Re: [PATCH v2 bpf-next 3/6] bpf: add fd_array_cnt attribute for prog_load

Alexei Starovoitov <alexei.starovoitov@xxxxxxxxx> · Mon, 25 Nov 2024 17:38:20 -0800

On Tue, Nov 19, 2024 at 2:17 AM Anton Protopopov <aspsk@xxxxxxxxxxxxx> wrote:
>
> The fd_array attribute of the BPF_PROG_LOAD syscall may contain a set
> of file descriptors: maps or btfs. This field was introduced as a
> sparse array. Introduce a new attribute, fd_array_cnt, which, if
> present, indicates that the fd_array is a continuous array of the
> corresponding length.
>
> If fd_array_cnt is non-zero, then every map in the fd_array will be
> bound to the program, as if it was used by the program. This
> functionality is similar to the BPF_PROG_BIND_MAP syscall, but such
> maps can be used by the verifier during the program load.
>
> Signed-off-by: Anton Protopopov <aspsk@xxxxxxxxxxxxx>
> ---
>  include/uapi/linux/bpf.h       |  10 ++++
>  kernel/bpf/syscall.c           |   2 +-
>  kernel/bpf/verifier.c          | 106 ++++++++++++++++++++++++++++-----
>  tools/include/uapi/linux/bpf.h |  10 ++++
>  4 files changed, 113 insertions(+), 15 deletions(-)
>
> diff --git a/include/uapi/linux/bpf.h b/include/uapi/linux/bpf.h
> index 4162afc6b5d0..2acf9b336371 100644
> --- a/include/uapi/linux/bpf.h
> +++ b/include/uapi/linux/bpf.h
> @@ -1573,6 +1573,16 @@ union bpf_attr {
>                  * If provided, prog_flags should have BPF_F_TOKEN_FD flag set.
>                  */
>                 __s32           prog_token_fd;
> +               /* The fd_array_cnt can be used to pass the length of the
> +                * fd_array array. In this case all the [map] file descriptors
> +                * passed in this array will be bound to the program, even if
> +                * the maps are not referenced directly. The functionality is
> +                * similar to the BPF_PROG_BIND_MAP syscall, but maps can be
> +                * used by the verifier during the program load.
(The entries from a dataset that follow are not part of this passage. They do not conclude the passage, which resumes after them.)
pub mod abi;
pub mod alert;
pub mod amount;
pub mod config;
pub mod error;
pub mod ledger;
pub mod monitor;
pub mod rpc;
//! First Come First Serve.
//!
//! Processes run in arrival order, each to completion. A process arriving
//! after the clock leaves an idle gap; nothing else can reorder execution,
//! so the whole schedule falls out of a single pass with no tick loop.
//!
//! # Reference
//! Silberschatz, Galvin & Gagne (2018), "Operating System Concepts", Ch. 5.3.1

use tracing::debug;

use crate::error::SimulationError;
use crate::models::{
    color_for, CompletedProcess, Interval, Process, SimulationMetrics, SimulationResult,
};

/// Simulates FCFS over the given processes.
///
/// # Errors
/// [`SimulationError::EmptyProcessSet`] when `processes` is empty.
pub fn simulate(processes: &[Process]) -> Result<SimulationResult, SimulationError> {
    if processes.is_empty() {
        return Err(SimulationError::EmptyProcessSet);
    }
    debug!(count = processes.len(), "running FCFS");

    // Stable sort: equal arrivals keep input order.
    let mut indices: Vec<usize> = (0..processes.len()).collect();
    indices.sort_by_key(|&i| processes[i].arrival);

    let mut clock: i64 = 0;
    let mut timeline = Vec::with_capacity(processes.len());
    let mut completed = Vec::with_capacity(processes.len());

    for &index in &indices {
        let process = &processes[index];
        let start = clock.max(process.arrival);
        let end = start + process.burst;
        timeline.push(Interval::new(&process.id, start, end, color_for(index)));
        completed.push(CompletedProcess::from_run(process, end));
        clock = end;
    }

    let metrics = SimulationMetrics::calculate(&timeline, &completed)?;
    Ok(SimulationResult {
        timeline,
        processes: completed,
        metrics,
    })
}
If provided,
> +                * then the fd_array[0,...,fd_array_cnt-1] is expected to be
> +                * continuous.
> +                */
> +               __u32           fd_array_cnt;
>         };
>
>         struct { /* anonymous struct used by BPF_OBJ_* commands */
> diff --git a/kernel/bpf/syscall.c b/kernel/bpf/syscall.c
> index 58190ca724a2..7e3fbc23c742 100644
> --- a/kernel/bpf/syscall.c
> +++ b/kernel/bpf/syscall.c
> @@ -2729,7 +2729,7 @@ static bool is_perfmon_prog_type(enum bpf_prog_type prog_type)
>  }
>
>  /* last field in 'union bpf_attr' used by this command */
> -#define BPF_PROG_LOAD_LAST_FIELD prog_token_fd
> +#define BPF_PROG_LOAD_LAST_FIELD fd_array_cnt
>
>  static int bpf_prog_load(union bpf_attr *attr, bpfptr_t uattr, u32 uattr_size)
>  {
> diff --git a/kernel/bpf/verifier.c b/kernel/bpf/verifier.c
> index 8e034a22aa2a..a84ba93c0036 100644
> --- a/kernel/bpf/verifier.c
> +++ b/kernel/bpf/verifier.c
> @@ -19181,22 +19181,10 @@ static int check_map_prog_compatibility(struct bpf_verifier_env *env,
>         return 0;
>  }
>
> -/* Add map behind fd to used maps list, if it's not already there, and return
> - * its index.
> - * Returns <0 on error, or >= 0 index, on success.
> - */
> -static int add_used_map_from_fd(struct bpf_verifier_env *env, int fd)
> +static int add_used_map(struct bpf_verifier_env *env, struct bpf_map *map)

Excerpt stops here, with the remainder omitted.